Stored data entries:

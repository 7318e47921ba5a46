//! Outbound port for task events.

use crate::task::domain::TaskEvent;
use async_trait::async_trait;
use std::sync::Arc;
use thiserror::Error;

/// Hands task events to the asynchronous notification dispatcher.
///
/// Publication is fire-and-forget from the caller's perspective: a failure
/// is reported but never undoes the change that produced the event.
#[async_trait]
pub trait TaskEventPublisher: Send + Sync {
    /// Publishes an event.
    ///
    /// # Errors
    ///
    /// Returns [`PublishError`] when the dispatcher cannot accept the event.
    async fn publish(&self, event: TaskEvent) -> Result<(), PublishError>;
}

/// Errors returned by task event publishers.
#[derive(Debug, Clone, Error)]
pub enum PublishError {
    /// The dispatcher has shut down.
    #[error("task event dispatcher is closed")]
    Closed,

    /// The dispatcher queue is at capacity.
    #[error("task event dispatcher queue is full")]
    Full,

    /// Transport-level failure.
    #[error("task event delivery failed: {0}")]
    Delivery(Arc<dyn std::error::Error + Send + Sync>),
}

impl PublishError {
    /// Wraps a transport error.
    pub fn delivery(err: impl std::error::Error + Send + Sync + 'static) -> Self {
        Self::Delivery(Arc::new(err))
    }
}
//! Recording task event publisher for tests.

use async_trait::async_trait;
use std::sync::{Arc, RwLock};

use crate::task::{
    domain::TaskEvent,
    ports::{PublishError, TaskEventPublisher},
};

/// Publisher that keeps every accepted event in memory.
#[derive(Debug, Clone, Default)]
pub struct RecordingTaskEventPublisher {
    events: Arc<RwLock<Vec<TaskEvent>>>,
    reject_with: Option<PublishError>,
}

impl RecordingTaskEventPublisher {
    /// Creates a publisher that accepts every event.
    #[must_use]
    pub fn new() -> Self {
        Self::default()
    }

    /// Creates a publisher that rejects every event with `error`.
    #[must_use]
    pub fn rejecting(error: PublishError) -> Self {
        Self {
            events: Arc::default(),
            reject_with: Some(error),
        }
    }

    /// Returns the events accepted so far, oldest first.
    ///
    /// # Errors
    ///
    /// Returns [`PublishError::Delivery`] when the event log lock is
    /// poisoned.
    pub fn events(&self) -> Result<Vec<TaskEvent>, PublishError> {
        let events = self
            .events
            .read()
            .map_err(|err| PublishError::delivery(std::io::Error::other(err.to_string())))?;
        Ok(events.clone())
    }
}

#[async_trait]
impl TaskEventPublisher for RecordingTaskEventPublisher {
    async fn publish(&self, event: TaskEvent) -> Result<(), PublishError> {
        if let Some(ref error) = self.reject_with {
            return Err(error.clone());
        }

        let mut events = self
            .events
            .write()
            .map_err(|err| PublishError::delivery(std::io::Error::other(err.to_string())))?;
        events.push(event);
        Ok(())
    }
}
//! `PostgreSQL` repository implementation for category storage.

use super::models::{CategoryRow, NewCategoryRow};
use crate::category::{
    domain::{Category, CategoryId, CategoryName, CategoryWithTaskCount, PersistedCategoryData},
    ports::{CategoryRepository, CategoryRepositoryError, CategoryRepositoryResult},
};
use crate::config::PgPool;
use crate::pagination::{Page, PageRequest};
use crate::schema::{categories, category_task, tasks};
use crate::user::UserId;
use async_trait::async_trait;
use diesel::dsl::count_star;
use diesel::pg::PgConnection;
use diesel::prelude::*;
use diesel::result::{DatabaseErrorKind, Error as DieselError};
use std::collections::HashMap;
use uuid::Uuid;

/// `PostgreSQL`-backed category repository.
#[derive(Debug, Clone)]
pub struct PostgresCategoryRepository {
    pool: PgPool,
}

impl PostgresCategoryRepository {
    /// Creates a new repository from a `PostgreSQL` connection pool.
    #[must_use]
    pub const fn new(pool: PgPool) -> Self {
        Self { pool }
    }

    async fn run_blocking<F, T>(&self, f: F) -> CategoryRepositoryResult<T>
    where
        F: FnOnce(&mut PgConnection) -> CategoryRepositoryResult<T> + Send + 'static,
        T: Send + 'static,
    {
        let pool = self.pool.clone();
        tokio::task::spawn_blocking(move || {
            let mut connection = pool.get().map_err(CategoryRepositoryError::persistence)?;
            f(&mut connection)
        })
        .await
        .map_err(CategoryRepositoryError::persistence)?
    }
}

#[async_trait]
impl CategoryRepository for PostgresCategoryRepository {
    async fn list(&self, owner: UserId) -> CategoryRepositoryResult<Vec<Category>> {
        self.run_blocking(move |connection| {
            let rows = owned_by_name(owner)
                .select(CategoryRow::as_select())
                .load::<CategoryRow>(connection)?;
            rows.into_iter().map(row_to_category).collect()
        })
        .await
    }

    async fn list_with_task_count(
        &self,
        owner: UserId,
    ) -> CategoryRepositoryResult<Vec<CategoryWithTaskCount>> {
        self.run_blocking(move |connection| {
            let rows = owned_by_name(owner)
                .select(CategoryRow::as_select())
                .load::<CategoryRow>(connection)?;
            attach_task_counts(connection, owner, rows)
        })
        .await
    }

    async fn paginate(
        &self,
        owner: UserId,
        page: PageRequest,
    ) -> CategoryRepositoryResult<Page<CategoryWithTaskCount>> {
        if !page.is_valid() {
            return Err(CategoryRepositoryError::InvalidPage(page));
        }

        let limit = i64::from(page.per_page());
        let offset = i64::try_from(page.offset()).map_err(CategoryRepositoryError::persistence)?;
        self.run_blocking(move |connection| {
            let row_count = categories::table
                .filter(categories::user_id.eq(owner.into_inner()))
                .select(count_star())
                .first::<i64>(connection)?;
            let rows = owned_by_name(owner)
                .select(CategoryRow::as_select())
                .limit(limit)
                .offset(offset)
                .load::<CategoryRow>(connection)?;

            let items = attach_task_counts(connection, owner, rows)?;
            let total =
                u64::try_from(row_count).map_err(CategoryRepositoryError::invalid_persisted_data)?;
            Ok(Page::new(items, total, page))
        })
        .await
    }

    async fn get(&self, id: CategoryId, owner: UserId) -> CategoryRepositoryResult<Category> {
        self.run_blocking(move |connection| {
            let row = categories::table
                .filter(categories::id.eq(id.into_inner()))
                .filter(categories::user_id.eq(owner.into_inner()))
                .select(CategoryRow::as_select())
                .first::<CategoryRow>(connection)
                .optional()?;
            row.map(row_to_category)
                .transpose()?
                .ok_or(CategoryRepositoryError::NotFound(id))
        })
        .await
    }

    async fn create(&self, category: &Category) -> CategoryRepositoryResult<()> {
        let category_id = category.id();
        let new_row = NewCategoryRow {
            id: category_id.into_inner(),
            user_id: category.owner().into_inner(),
            name: category.name().as_str().to_owned(),
            created_at: category.created_at(),
            updated_at: category.updated_at(),
        };

        self.run_blocking(move |connection| {
            diesel::insert_into(categories::table)
                .values(&new_row)
                .execute(connection)
                .map_err(|err| match err {
                    DieselError::DatabaseError(DatabaseErrorKind::UniqueViolation, _) => {
                        CategoryRepositoryError::DuplicateCategory(category_id)
                    }
                    _ => CategoryRepositoryError::persistence(err),
                })?;
            Ok(())
        })
        .await
    }

    async fn update(&self, category: &Category) -> CategoryRepositoryResult<()> {
        let category_id = category.id();
        let owner = category.owner();
        let name = category.name().as_str().to_owned();
        let updated_at = category.updated_at();

        self.run_blocking(move |connection| {
            let changed = diesel::update(
                categories::table
                    .filter(categories::id.eq(category_id.into_inner()))
                    .filter(categories::user_id.eq(owner.into_inner())),
            )
            .set((categories::name.eq(name), categories::updated_at.eq(updated_at)))
            .execute(connection)?;
            if changed == 0 {
                return Err(CategoryRepositoryError::NotFound(category_id));
            }
            Ok(())
        })
        .await
    }

    async fn delete(&self, id: CategoryId, owner: UserId) -> CategoryRepositoryResult<bool> {
        self.run_blocking(move |connection| {
            let removed = diesel::delete(
                categories::table
                    .filter(categories::id.eq(id.into_inner()))
                    .filter(categories::user_id.eq(owner.into_inner())),
            )
            .execute(connection)?;
            if removed == 0 {
                return Err(CategoryRepositoryError::NotFound(id));
            }
            Ok(true)
        })
        .await
    }
}

fn owned_by_name(owner: UserId) -> categories::BoxedQuery<'static, diesel::pg::Pg> {
    categories::table
        .filter(categories::user_id.eq(owner.into_inner()))
        .order((categories::name.asc(), categories::id.asc()))
        .into_boxed()
}

/// Counts, per category, the tasks owned by `owner` filed under it.
fn attach_task_counts(
    connection: &mut PgConnection,
    owner: UserId,
    rows: Vec<CategoryRow>,
) -> CategoryRepositoryResult<Vec<CategoryWithTaskCount>> {
    let ids: Vec<Uuid> = rows.iter().map(|row| row.id).collect();
    let counts: HashMap<Uuid, i64> = category_task::table
        .inner_join(tasks::table)
        .filter(tasks::user_id.eq(owner.into_inner()))
        .filter(category_task::category_id.eq_any(ids))
        .group_by(category_task::category_id)
        .select((category_task::category_id, count_star()))
        .load::<(Uuid, i64)>(connection)?
        .into_iter()
        .collect();

    rows.into_iter()
        .map(|row| {
            let count = counts.get(&row.id).copied().unwrap_or_default();
            let task_count =
                u64::try_from(count).map_err(CategoryRepositoryError::invalid_persisted_data)?;
            Ok(CategoryWithTaskCount {
                category: row_to_category(row)?,
                task_count,
            })
        })
        .collect()
}

fn row_to_category(row: CategoryRow) -> CategoryRepositoryResult<Category> {
    let CategoryRow {
        id,
        user_id,
        name: persisted_name,
        created_at,
        updated_at,
    } = row;

    let name =
        CategoryName::new(persisted_name).map_err(CategoryRepositoryError::invalid_persisted_data)?;
    Ok(Category::from_persisted(PersistedCategoryData {
        id: CategoryId::from_uuid(id),
        owner: UserId::from_uuid(user_id),
        name,
        created_at,
        updated_at,
    }))
}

● **Work item**: Where the string "table" occurs in a line above, count that line, and report solely the final figure.

● **Output of the exercise**: 8